Directions:
In the listing below, count every line that contains "else". Give nothing but the number.

Provided entries:
//! Line-number program header (DWARF 2-4).

use smallvec::SmallVec;

use crate::reader::ByteReader;

/// Maximum number of include directories or file entries retained per unit,
/// counting the reserved index 0.
///
/// Entries past the cap are still consumed so the header stays aligned, but
/// rows that refer to them cannot be resolved to a path.
pub const MAX_RETAINED_ENTRIES: usize = 255;

/// Bytes between the end of the `unit_length` field and the first field
/// covered by `header_length` (version + header_length).
const PRE_HEADER_FIELDS: usize = 2 + 4;

/// The compilation directory stands in for directory index 0.
const COMPILATION_DIRECTORY: &[u8] = b".";

/// A file entry of the header's `file_names` table.
#[derive(Debug, Clone, Copy, PartialEq, Eq)]
pub struct FileEntry<'data>
{
    pub name: &'data [u8],
    pub directory_index: u64,
}

/// Why a unit was parsed past without being interpreted.
#[derive(Debug, Clone, Copy, PartialEq, Eq)]
pub enum UnitSkip
{
    /// Version 5 and later use a different directory/file table layout.
    UnsupportedVersion(u16),
    /// The unit ends before its fixed header fields do.
    TruncatedHeader,
    /// A `line_range` of zero makes special opcodes undefined.
    ZeroLineRange,
}

/// Per-unit metadata of a line-number program.
///
/// Parsed fresh on every query; it borrows the section bytes and owns only the
/// small lookup tables.
#[derive(Debug, Clone)]
pub struct LineProgramHeader<'data>
{
    /// Offset of the unit's `unit_length` field within `.debug_line`.
    pub offset: usize,
    pub unit_length: u32,
    pub version: u16,
    pub header_length: u32,
    pub minimum_instruction_length: u8,
    /// Only present from version 4 on. Read but not modelled.
    pub maximum_operations_per_instruction: u8,
    pub default_is_stmt: bool,
    pub line_base: i8,
    pub line_range: u8,
    pub opcode_base: u8,
    /// Operand counts for standard opcodes `1..opcode_base`, indexed by `opcode - 1`.
    pub standard_opcode_lengths: SmallVec<[u8; 12]>,
    /// Index 0 is the compilation directory.
    pub include_directories: Vec<&'data [u8]>,
    /// Index 0 is unused.
    pub file_names: Vec<FileEntry<'data>>,
    pub(crate) program: &'data [u8],
}

impl<'data> LineProgramHeader<'data>
{
    /// Parse the header of one unit.
    ///
    /// `unit` holds the bytes following the `unit_length` field, exactly
    /// `unit_length` of them. Nothing outside `unit` is ever read.
    pub(crate) fn parse(offset: usize, unit: &'data [u8]) -> Result<Self, UnitSkip>
    {
        let mut reader = ByteReader::new(unit);
        let unit_length = u32::try_from(unit.len()).map_err(|_| UnitSkip::TruncatedHeader)?;

        let version = reader.read_u16().ok_or(UnitSkip::TruncatedHeader)?;
        if version > 4 {
            return Err(UnitSkip::UnsupportedVersion(version));
        }

        let header_length = reader.read_u32().ok_or(UnitSkip::TruncatedHeader)?;
        let program_start = usize::try_from(header_length)
            .ok()
            .and_then(|len| len.checked_add(PRE_HEADER_FIELDS))
            .map_or(unit.len(), |start| start.min(unit.len()));

        let minimum_instruction_length = reader.read_u8().ok_or(UnitSkip::TruncatedHeader)?;
        let maximum_operations_per_instruction = if version >= 4 {
            reader.read_u8().ok_or(UnitSkip::TruncatedHeader)?
        } else {
            1
        };
        let default_is_stmt = reader.read_u8().ok_or(UnitSkip::TruncatedHeader)? != 0;
        let line_base = reader.read_i8().ok_or(UnitSkip::TruncatedHeader)?;
        let line_range = reader.read_u8().ok_or(UnitSkip::TruncatedHeader)?;
        let opcode_base = reader.read_u8().ok_or(UnitSkip::TruncatedHeader)?;
        if line_range == 0 {
            return Err(UnitSkip::ZeroLineRange);
        }

        // The variable-length tables are bounded by the declared program start
        let tables_end = program_start.max(reader.position());
        let mut tables = ByteReader::new(&unit[..tables_end]);
        tables.seek(reader.position());

        let mut standard_opcode_lengths = SmallVec::new();
        for _ in 1..opcode_base {
            match tables.read_u8() {
                Some(len) => standard_opcode_lengths.push(len),
                None => break,
            }
        }

        let include_directories = parse_include_directories(&mut tables);
        let file_names = parse_file_names(&mut tables);

        Ok(Self {
            offset,
            unit_length,
            version,
            header_length,
            minimum_instruction_length,
            maximum_operations_per_instruction,
            default_is_stmt,
            line_base,
            line_range,
            opcode_base,
            standard_opcode_lengths,
            include_directories,
            file_names,
            program: &unit[program_start..],
        })
    }

    /// Number of ULEB128 operands a standard opcode takes, per the header.
    pub fn operand_count(&self, opcode: u8) -> u8
    {
        opcode
            .checked_sub(1)
            .and_then(|index| self.standard_opcode_lengths.get(usize::from(index)))
            .copied()
            .unwrap_or(0)
    }

    /// Whether a row's file register refers to a retained file entry.
    pub fn has_file(&self, file: u64) -> bool
    {
        file > 0 && usize::try_from(file).is_ok_and(|index| index < self.file_names.len())
    }

    /// Resolve a file register to `directory/name`.
    ///
    /// A directory index outside the retained table falls back to the
    /// compilation directory. Returns `None` for index 0 and dropped entries.
    pub fn file_path(&self, file: u64) -> Option<String>
    {
        if !self.has_file(file) {
            return None;
        }
        let entry = self.file_names.get(usize::try_from(file).ok()?)?;
        let directory = usize::try_from(entry.directory_index)
            .ok()
            .and_then(|index| self.include_directories.get(index))
            .copied()
            .unwrap_or(COMPILATION_DIRECTORY);
        Some(join_path(directory, entry.name))
    }
}

fn parse_include_directories<'data>(tables: &mut ByteReader<'data>) -> Vec<&'data [u8]>
{
    let mut directories = vec![COMPILATION_DIRECTORY];
    while tables.peek_u8().is_some_and(|byte| byte != 0) {
        let Some(directory) = tables.read_cstr() else {
            break;
        };
        if directories.len() < MAX_RETAINED_ENTRIES {
            directories.push(directory);
        }
    }
    // Table terminator
    let _ = tables.read_u8();
    directories
}

fn parse_file_names<'data>(tables: &mut ByteReader<'data>) -> Vec<FileEntry<'data>>
{
    let mut files = vec![FileEntry {
        name: &[],
        directory_index: 0,
    }];
    while tables.peek_u8().is_some_and(|byte| byte != 0) {
        let Some(name) = tables.read_cstr() else {
            break;
        };
        // A missing operand reads as zero, like the rest of a truncated table
        let directory_index = tables.read_uleb128().unwrap_or(0);
        let _modification_time = tables.read_uleb128();
        let _file_size = tables.read_uleb128();
        if files.len() < MAX_RETAINED_ENTRIES {
            files.push(FileEntry { name, directory_index });
        }
    }
    let _ = tables.read_u8();
    files
}

/// Join a directory and a file name with exactly one separator.
///
/// The compilation directory (`.`) and an empty directory yield the bare name.
pub fn join_path(directory: &[u8], name: &[u8]) -> String
{
    let name = String::from_utf8_lossy(name);
    if directory.is_empty() || directory == COMPILATION_DIRECTORY {
        return name.into_owned();
    }

    let directory = String::from_utf8_lossy(directory);
    let mut path = String::with_capacity(directory.len() + 1 + name.len());
    path.push_str(&directory);
    if !directory.ends_with('/') {
        path.push('/');
    }
    path.push_str(&name);
    path
}

#[cfg(test)]
mod tests
{
    use super::*;

    /// Unit body (everything after `unit_length`) for a version 3 header.
    fn unit_v3(directories: &[&str], files: &[(&str, u8)], program: &[u8]) -> Vec<u8>
    {
        let mut tables = vec![1, 1, (-5i8).to_le_bytes()[0], 14, 13];
        tables.extend_from_slice(&[0, 1, 1, 1, 1, 0, 0, 0, 1, 0, 0, 1]);
        for dir in directories {
            tables.extend_from_slice(dir.as_bytes());
            tables.push(0);
        }
        tables.push(0);
        for (name, dir) in files {
            tables.extend_from_slice(name.as_bytes());
            tables.extend_from_slice(&[0, *dir, 0, 0]);
        }
        tables.push(0);

        let mut unit = 3u16.to_le_bytes().to_vec();
        unit.extend_from_slice(&u32::try_from(tables.len()).unwrap().to_le_bytes());
        unit.extend_from_slice(&tables);
        unit.extend_from_slice(program);
        unit
    }

    #[test]
    fn test_parse_v3_header()
    {
        let unit = unit_v3(&["/usr/src", "include"], &[("main.c", 0), ("util.h", 2)], &[0xaa, 0xbb]);
        let header = LineProgramHeader::parse(0, &unit).unwrap();

        assert_eq!(header.version, 3);
        assert_eq!(header.minimum_instruction_length, 1);
        assert_eq!(header.maximum_operations_per_instruction, 1);
        assert!(header.default_is_stmt);
        assert_eq!(header.line_base, -5);
        assert_eq!(header.line_range, 14);
        assert_eq!(header.opcode_base, 13);
        assert_eq!(header.standard_opcode_lengths.len(), 12);
        assert_eq!(header.operand_count(2), 1);
        assert_eq!(header.operand_count(9), 1);
        assert_eq!(header.operand_count(0), 0);
        assert_eq!(header.include_directories, vec![&b"."[..], &b"/usr/src"[..], &b"include"[..]]);
        assert_eq!(header.file_names.len(), 3);
        assert_eq!(header.program, &[0xaa, 0xbb]);
    }

    #[test]
    fn test_file_path_join()
    {
        let unit = unit_v3(&["/usr/src", "include/"], &[("main.c", 0), ("a.h", 1), ("b.h", 2), ("c.h", 9)], &[]);
        let header = LineProgramHeader::parse(0, &unit).unwrap();

        assert_eq!(header.file_path(0), None);
        assert_eq!(header.file_path(1).as_deref(), Some("main.c"));
        assert_eq!(header.file_path(2).as_deref(), Some("/usr/src/a.h"));
        assert_eq!(header.file_path(3).as_deref(), Some("include/b.h"));
        // Directory index past the table falls back to the compilation directory
        assert_eq!(header.file_path(4).as_deref(), Some("c.h"));
        assert_eq!(header.file_path(5), None);
    }

    #[test]
    fn test_version_5_is_skipped()
    {
        let mut unit = 5u16.to_le_bytes().to_vec();
        unit.extend_from_slice(&[0; 16]);
        assert_eq!(
            LineProgramHeader::parse(0, &unit).unwrap_err(),
            UnitSkip::UnsupportedVersion(5)
        );
    }

    #[test]
    fn test_truncated_fixed_fields()
    {
        let unit = [2, 0, 10, 0, 0, 0, 1];
        assert_eq!(LineProgramHeader::parse(0, &unit).unwrap_err(), UnitSkip::TruncatedHeader);
    }

    #[test]
    fn test_zero_line_range()
    {
        let mut unit = unit_v3(&[], &[("a.c", 0)], &[]);
        // line_range is the fourth byte after version + header_length
        unit[PRE_HEADER_FIELDS + 3] = 0;
        assert_eq!(LineProgramHeader::parse(0, &unit).unwrap_err(), UnitSkip::ZeroLineRange);
    }

    #[test]
    fn test_retention_cap()
    {
        let directories: Vec<String> = (0..300).map(|i| format!("d{i}")).collect();
        let directory_refs: Vec<&str> = directories.iter().map(String::as_str).collect();
        let names: Vec<String> = (0..300).map(|i| format!("f{i}.c")).collect();
        let files: Vec<(&str, u8)> = names.iter().map(|name| (name.as_str(), 1)).collect();

        let unit = unit_v3(&directory_refs, &files, &[0x42]);
        let header = LineProgramHeader::parse(0, &unit).unwrap();

        assert_eq!(header.include_directories.len(), MAX_RETAINED_ENTRIES);
        assert_eq!(header.file_names.len(), MAX_RETAINED_ENTRIES);
        assert_eq!(header.file_path(254).as_deref(), Some("d0/f253.c"));
        assert_eq!(header.file_path(255), None);
        // Dropped entries were still consumed
        assert_eq!(header.program, &[0x42]);
    }

    #[test]
    fn test_join_path()
    {
        assert_eq!(join_path(b".", b"main.c"), "main.c");
        assert_eq!(join_path(b"", b"main.c"), "main.c");
        assert_eq!(join_path(b"src", b"main.c"), "src/main.c");
        assert_eq!(join_path(b"src/", b"main.c"), "src/main.c");
    }
}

The answer:
3